U.S. private employers added far fewer jobs than expected in November, the fewest since May, according to a report Wednesday from private payroll processor ADP and Moody’s Analytics.
The ADP National Employment Report said U.S. employers added just 67,000. The median forecast by economists was for 156,000, according to Econoday.
Also adding to the impression that the job market has cooled was a downward revision to October’s figure, from 125,000 to 121,000.
It’s likely that the undershoot in the private payroll number will make Wall Street economists rethink their rosy projections for the official jobs number due out Friday from the Labor Department. That is expected to show that 187,000 jobs were created in November.
But Moody’s could be underestimating private payroll growth.

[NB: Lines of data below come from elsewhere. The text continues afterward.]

//! Token-bucket rate limiting for outbound marketplace requests.
//!
//! Each named bucket (e.g. `"dhgate-detail"`) is created lazily from the
//! scrape config on first use and lives for the lifetime of the limiter.
//! Refill and consumption happen inside one critical section so concurrent
//! fetches against the same bucket never observe a half-applied refill.

use std::collections::HashMap;
use std::sync::{Arc, Mutex, PoisonError};
use std::time::{Duration, Instant};

use wsdb_core::{BucketConfig, ScrapeConfig};

use crate::error::ScraperError;

/// Source of monotonic time, injectable so tests can drive refill manually.
pub trait Clock: Send + Sync {
    fn now(&self) -> Instant;
}

#[derive(Debug, Default, Clone, Copy)]
pub struct SystemClock;

impl Clock for SystemClock {
    fn now(&self) -> Instant {
        Instant::now()
    }
}

#[derive(Debug, Clone)]
pub struct TokenBucket {
    capacity: f64,
    refill_rate: f64,
    tokens: f64,
    last_refill_at: Instant,
}

impl TokenBucket {
    /// A full bucket sized by `config`.
    #[must_use]
    pub fn new(config: BucketConfig, now: Instant) -> Self {
        Self {
            capacity: config.capacity,
            refill_rate: config.refill_rate,
            tokens: config.capacity,
            last_refill_at: now,
        }
    }

    #[must_use]
    pub fn tokens(&self) -> f64 {
        self.tokens
    }

    #[must_use]
    pub fn capacity(&self) -> f64 {
        self.capacity
    }

    fn projected_tokens(&self, now: Instant) -> f64 {
        let elapsed = now.saturating_duration_since(self.last_refill_at).as_secs_f64();
        (self.tokens + elapsed * self.refill_rate).min(self.capacity)
    }

    fn refill(&mut self, now: Instant) {
        self.tokens = self.projected_tokens(now);
        // A clock that goes backwards must not rewind the refill origin.
        if now > self.last_refill_at {
            self.last_refill_at = now;
        }
    }

    /// Refills, then removes `n` tokens if the bucket holds at least `n`.
    /// On `false` the token count is left at its refilled value.
    pub fn try_remove_tokens(&mut self, n: f64, now: Instant) -> bool {
        self.refill(now);
        if n < 0.0 || n > self.tokens {
            return false;
        }
        self.tokens -= n;
        true
    }

    /// Milliseconds until the bucket holds at least one token; `0` if it
    /// already does.
    #[must_use]
    pub fn estimated_wait_ms(&self, now: Instant) -> u64 {
        let tokens = self.projected_tokens(now);
        if tokens >= 1.0 {
            return 0;
        }
        let wait = (1.0 - tokens) / self.refill_rate * 1000.0;
        // Always positive and bounded by capacity / refill_rate.
        #[allow(clippy::cast_possible_truncation, clippy::cast_sign_loss)]
        let ms = wait.ceil() as u64;
        ms.max(1)
    }
}

/// Named token buckets shared by every adapter in the process.
pub struct RateLimiter {
    config: ScrapeConfig,
    clock: Arc<dyn Clock>,
    buckets: Mutex<HashMap<String, TokenBucket>>,
}

impl std::fmt::Debug for RateLimiter {
    fn fmt(&self, f: &mut std::fmt::Formatter<'_>) -> std::fmt::Result {
        f.debug_struct("RateLimiter")
            .field("config", &self.config)
            .finish_non_exhaustive()
    }
}

impl RateLimiter {
    #[must_use]
    pub fn new(config: ScrapeConfig) -> Self {
        Self::with_clock(config, Arc::new(SystemClock))
    }

    #[must_use]
    pub fn with_clock(config: ScrapeConfig, clock: Arc<dyn Clock>) -> Self {
        Self {
            config,
            clock,
            buckets: Mutex::new(HashMap::new()),
        }
    }

    fn with_bucket<T>(&self, name: &str, f: impl FnOnce(&mut TokenBucket, Instant) -> T) -> T {
        let now = self.clock.now();
        let mut buckets = self.buckets.lock().unwrap_or_else(PoisonError::into_inner);
        let bucket = buckets
            .entry(name.to_owned())
            .or_insert_with(|| TokenBucket::new(self.config.bucket(name), now));
        f(bucket, now)
    }

    /// Atomically refills `bucket` and removes `n` tokens if available.
    pub fn try_remove_tokens(&self, bucket: &str, n: f64) -> bool {
        self.with_bucket(bucket, |b, now| b.try_remove_tokens(n, now))
    }

    #[must_use]
    pub fn estimated_wait_ms(&self, bucket: &str) -> u64 {
        self.with_bucket(bucket, |b, now| b.estimated_wait_ms(now))
    }

    /// Current token count of `bucket`, refilled to now.
    #[must_use]
    pub fn tokens(&self, bucket: &str) -> f64 {
        self.with_bucket(bucket, |b, now| {
            b.refill(now);
            b.tokens()
        })
    }

    /// Takes one token or reports how long to back off.
    ///
    /// # Errors
    ///
    /// Returns [`ScraperError::RateLimited`] when the bucket is exhausted.
    pub fn check(&self, bucket: &str) -> Result<(), ScraperError> {
        self.with_bucket(bucket, |b, now| {
            if b.try_remove_tokens(1.0, now) {
                Ok(())
            } else {
                Err(ScraperError::RateLimited {
                    bucket: bucket.to_owned(),
                    retry_after_ms: b.estimated_wait_ms(now),
                })
            }
        })
    }

    /// Waits until one token can be taken from `bucket`, then takes it.
    pub async fn acquire(&self, bucket: &str) {
        loop {
            match self.check(bucket) {
                Ok(()) => return,
                Err(ScraperError::RateLimited { retry_after_ms, .. }) => {
                    tracing::debug!(bucket, retry_after_ms, "rate bucket exhausted; waiting");
                    tokio::time::sleep(Duration::from_millis(retry_after_ms)).await;
                }
                Err(_) => return,
            }
        }
    }
}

GM workers returned to work in November, as did workers temporarily let go from supplier to the automakers. That unusual event might not have been picked up in the ADP numbers.
Moody’s said manufacturing shed 6,000 jobs for the month, perhaps an indication that the GM strike was not properly accounted for. But natural resource extraction and construction also shed jobs for the month, bringing the goods-producing sector’s job losses up to 18,000. Trade, transportation and utilities jobs contracted by 15,000.

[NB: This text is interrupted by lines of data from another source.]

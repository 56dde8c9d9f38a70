//! URL canonicalization for listing dedupe and image cache keys.

use reqwest::Url;

/// Query parameters that only carry tracking or session state.
const TRACKING_PARAMS: &[&str] = &[
    "spm",
    "scm",
    "ref",
    "from",
    "tracelog",
    "traffic_type",
    "dspm",
    "f",
    "fbclid",
    "gclid",
    "s",
    "sid",
    "skuid",
];

const TRACKING_PREFIXES: &[&str] = &["utm_", "algo_", "_t", "aff_", "dh_"];

/// File extensions that on their own are a data-entry defect, not an image.
const BARE_EXTENSIONS: &[&str] = &["jpg", "jpeg", "png", "gif", "webp", "avif", "bmp"];

fn is_tracking_param(key: &str) -> bool {
    let key = key.to_ascii_lowercase();
    TRACKING_PARAMS.contains(&key.as_str()) || TRACKING_PREFIXES.iter().any(|p| key.starts_with(p))
}

/// Parses `raw`, accepting protocol-relative (`//host/...`) input.
fn parse_absolute(raw: &str) -> Option<Url> {
    let raw = raw.trim();
    let url = if raw.starts_with("//") {
        Url::parse(&format!("https:{raw}")).ok()?
    } else {
        Url::parse(raw).ok()?
    };
    matches!(url.scheme(), "http" | "https").then_some(url)
}

/// Cleans a listing URL for fetching: no fragment, tracking parameters
/// removed, no trailing slash. Protocol-relative input becomes https; path
/// case is preserved.
#[must_use]
pub fn clean_listing_url(raw: &str) -> Option<String> {
    let mut url = parse_absolute(raw)?;
    url.host_str()?;
    url.set_fragment(None);

    let kept: Vec<(String, String)> = url
        .query_pairs()
        .filter(|(k, _)| !is_tracking_param(k))
        .map(|(k, v)| (k.into_owned(), v.into_owned()))
        .collect();
    if kept.is_empty() {
        url.set_query(None);
    } else {
        url.query_pairs_mut().clear().extend_pairs(kept);
    }

    let mut out = url.to_string();
    if out.ends_with('/') && url.path() != "/" && url.query().is_none() {
        out.pop();
    }
    Some(out)
}

/// Dedupe key for listings: the cleaned URL with host and path lower-cased.
#[must_use]
pub fn canonical_listing_key(raw: &str) -> Option<String> {
    let cleaned = clean_listing_url(raw)?;
    let url = Url::parse(&cleaned).ok()?;
    let host = url.host_str()?.trim_start_matches("www.").to_ascii_lowercase();
    let path = url.path().trim_end_matches('/').to_ascii_lowercase();
    let mut key = format!("{host}{path}");
    if let Some(query) = url.query() {
        key.push('?');
        key.push_str(query);
    }
    Some(key)
}

/// `true` for strings such as `"jpg"` or `".png"` that name a format but
/// not an image.
#[must_use]
pub fn is_bare_extension(raw: &str) -> bool {
    let s = raw.trim().trim_start_matches('.').to_ascii_lowercase();
    BARE_EXTENSIONS.contains(&s.as_str())
}

/// Normalizes an image reference: protocol-relative → https, relative paths
/// resolved against `base`, fragments dropped. Blank values and bare
/// extensions yield `None`.
#[must_use]
pub fn normalize_image_url(raw: &str, base: Option<&str>) -> Option<String> {
    let raw = raw.trim();
    if raw.is_empty() || is_bare_extension(raw) || raw.starts_with("data:") {
        return None;
    }
    let mut url = match parse_absolute(raw) {
        Some(url) => url,
        None => {
            let base = parse_absolute(base?)?;
            let joined = base.join(raw).ok()?;
            matches!(joined.scheme(), "http" | "https").then_some(joined)?
        }
    };
    url.host_str()?;
    url.set_fragment(None);
    Some(url.to_string())
}
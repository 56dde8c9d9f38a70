//! Alibaba.com search results and product-detail pages.
//!
//! Both page types carry their data as inline script JSON (`offerList` on
//! search pages, `window.detailData` on product pages); the HTML is only a
//! fallback. Detail pages are gated behind a signed-in session, so the
//! adapter refuses to start without `WSDB_ALIBABA_SESSION_COOKIE`.

use std::sync::{Arc, LazyLock};

use regex::Regex;
use serde_json::Value;
use wsdb_core::{AppConfig, ListingStub};

use super::{
    card_image, card_link, card_stub, generic_detail, merge_missing, require_session,
    search_page_url, split_cards, MarketplaceAdapter, MarketplaceProfile, PlatformAdapter,
};
use crate::error::ScraperError;
use crate::extract::{embedded_json, first_capture_text, json_text};
use crate::types::{RawDetail, RawTier};

pub const PLATFORM_ID: &str = "alibaba";

pub const SESSION_COOKIE_VAR: &str = "WSDB_ALIBABA_SESSION_COOKIE";

const DEFAULT_BASE_URL: &str = "https://www.alibaba.com";

static LINK_RE: LazyLock<Regex> =
    LazyLock::new(|| Regex::new(r#"href="([^"]*/product-detail/[^"]+)""#).expect("valid regex"));
static CARD_TITLE_RE: LazyLock<Regex> = LazyLock::new(|| {
    Regex::new(r#"(?is)class="[^"]*\bsearch-card-e-title\b[^"]*"[^>]*>(.*?)</(?:h2|div|a)>"#)
        .expect("valid regex")
});
static CARD_PRICE_RE: LazyLock<Regex> = LazyLock::new(|| {
    Regex::new(r#"(?is)class="[^"]*\bsearch-card-e-price-main\b[^"]*"[^>]*>(.*?)</div>"#)
        .expect("valid regex")
});
static DETAIL_ANCHOR_RE: LazyLock<Regex> = LazyLock::new(|| {
    Regex::new(r#"(?i)(?:window\.detailData\s*=|<h1\b[^>]*>\s*[^<\s])"#).expect("valid regex")
});

pub struct AlibabaProfile {
    base_url: String,
    session_cookie: String,
}

impl AlibabaProfile {
    #[must_use]
    pub fn new(session_cookie: String) -> Self {
        Self::with_base_url(DEFAULT_BASE_URL, session_cookie)
    }

    #[must_use]
    pub fn with_base_url(base_url: &str, session_cookie: String) -> Self {
        Self {
            base_url: base_url.trim_end_matches('/').to_owned(),
            session_cookie,
        }
    }
}

/// # Errors
///
/// Returns [`ScraperError::Config`] when no Alibaba session cookie is configured.
pub fn adapter(
    config: &AppConfig,
    fetcher: Arc<crate::fetch::Fetcher>,
) -> Result<Arc<dyn PlatformAdapter>, ScraperError> {
    let cookie = require_session(config.alibaba_session_cookie.as_ref(), SESSION_COOKIE_VAR)?;
    Ok(Arc::new(MarketplaceAdapter::new(
        AlibabaProfile::new(cookie),
        fetcher,
        config.headless_default,
    )))
}

impl MarketplaceProfile for AlibabaProfile {
    fn id(&self) -> &'static str {
        PLATFORM_ID
    }

    fn search_url(&self, query: &str, page: usize) -> String {
        let page = page.to_string();
        search_page_url(
            &self.base_url,
            "/trade/search",
            &[("SearchText", query), ("page", &page)],
        )
    }

    fn parse_search(&self, html: &str, page_url: &str) -> Vec<ListingStub> {
        let from_json = search_from_json(html, page_url);
        if !from_json.is_empty() {
            return from_json;
        }
        split_cards(html, r#"class="search-card-item""#)
            .into_iter()
            .filter_map(|card| {
                let url = card_link(card, &LINK_RE, page_url)?;
                Some(card_stub(
                    PLATFORM_ID,
                    url,
                    first_capture_text(card, &CARD_TITLE_RE),
                    first_capture_text(card, &CARD_PRICE_RE),
                    card_image(card),
                    page_url,
                ))
            })
            .collect()
    }

    fn detail_anchor(&self) -> &Regex {
        &DETAIL_ANCHOR_RE
    }

    fn parse_detail(&self, html: &str, _page_url: &str) -> RawDetail {
        let primary = embedded_json(html, "window.detailData")
            .map(|data| detail_from_json(&data))
            .unwrap_or_default();
        merge_missing(primary, generic_detail(html))
    }

    fn session_cookie(&self) -> Option<&str> {
        Some(&self.session_cookie)
    }
}

fn search_from_json(html: &str, page_url: &str) -> Vec<ListingStub> {
    let Some(Value::Array(offers)) = embedded_json(html, "offerList") else {
        return Vec::new();
    };
    let base = reqwest::Url::parse(page_url).ok();
    offers
        .iter()
        .filter_map(|offer| {
            let href = json_text(offer.pointer("/information/productUrl"))?;
            let url = if href.starts_with("//") {
                format!("https:{href}")
            } else {
                base.as_ref()?.join(&href).ok()?.to_string()
            };
            Some(card_stub(
                PLATFORM_ID,
                url,
                json_text(offer.pointer("/information/title")),
                json_text(offer.pointer("/tradePrice/price")),
                json_text(offer.pointer("/image/mainImage")),
                page_url,
            ))
        })
        .collect()
}

fn label_value_pairs(value: Option<&Value>) -> Vec<(String, String)> {
    value
        .and_then(Value::as_array)
        .map(|rows| {
            rows.iter()
                .filter_map(|row| {
                    Some((
                        json_text(row.get("attrName"))?,
                        json_text(row.get("attrValue"))?,
                    ))
                })
                .collect()
        })
        .unwrap_or_default()
}

fn detail_from_json(data: &Value) -> RawDetail {
    let product = data.pointer("/globalData/product").unwrap_or(&Value::Null);
    let seller = data.pointer("/globalData/seller").unwrap_or(&Value::Null);

    let price_tiers = product
        .pointer("/price/productLadderPrices")
        .and_then(Value::as_array)
        .map(|ladder| {
            ladder
                .iter()
                .filter_map(|step| {
                    Some(RawTier {
                        min: step.get("min").and_then(Value::as_u64)?,
                        // -1 marks the open-ended top step.
                        max: step.get("max").and_then(Value::as_u64).filter(|m| *m > 0),
                        price_text: json_text(step.get("formatPrice"))?,
                    })
                })
                .collect()
        })
        .unwrap_or_default();

    let gallery: Vec<String> = product
        .get("mediaItems")
        .and_then(Value::as_array)
        .map(|items| {
            items
                .iter()
                .filter(|item| item.get("type").and_then(Value::as_str) != Some("video"))
                .filter_map(|item| {
                    json_text(item.pointer("/imageUrl/big"))
                        .or_else(|| json_text(item.pointer("/imageUrl/normal")))
                })
                .collect()
        })
        .unwrap_or_default();

    let protections = data
        .pointer("/globalData/trade/protections")
        .and_then(Value::as_array)
        .map(|items| {
            items
                .iter()
                .filter_map(|p| json_text(p.get("title")).or_else(|| json_text(Some(p))))
                .collect()
        })
        .unwrap_or_default();

    let packaging = label_value_pairs(product.get("productPackagingProperties"))
        .into_iter()
        .map(|(label, value)| format!("{label}: {value}"))
        .collect();

    RawDetail {
        title: json_text(product.get("subject")),
        price_text: json_text(product.pointer("/price/productRangePrices/formatPrice")),
        price_tiers,
        moq_text: json_text(product.get("moqText")),
        attributes: label_value_pairs(product.get("productBasicProperties")),
        packaging,
        protections,
        supplier_name: json_text(seller.get("companyName")),
        supplier_logo: json_text(seller.get("companyLogoFileUrl")),
        hero_image: gallery.first().cloned(),
        gallery,
        sold_count: json_text(product.get("soldCount")),
        debug_source: Some("alibaba-detail-data".to_owned()),
    }
}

Education and health care services was the strongest sector, adding 39,000 jobs in November. Professional and business services tacked on 28,000. Wall Street gained 11,000. Leisure and hospitality added 18,000.
Information technology services, however, contracted by 8,000.
Bigger businesses were the engines of job creation for the month, according to Moody’s. Companies with 500 or more employees added 27,000. Those with between 50 and 499 added 29.000, and those with 20 to 49 workers added 25,000.
Jobs at smaller businesses contracted by 15,000 in November.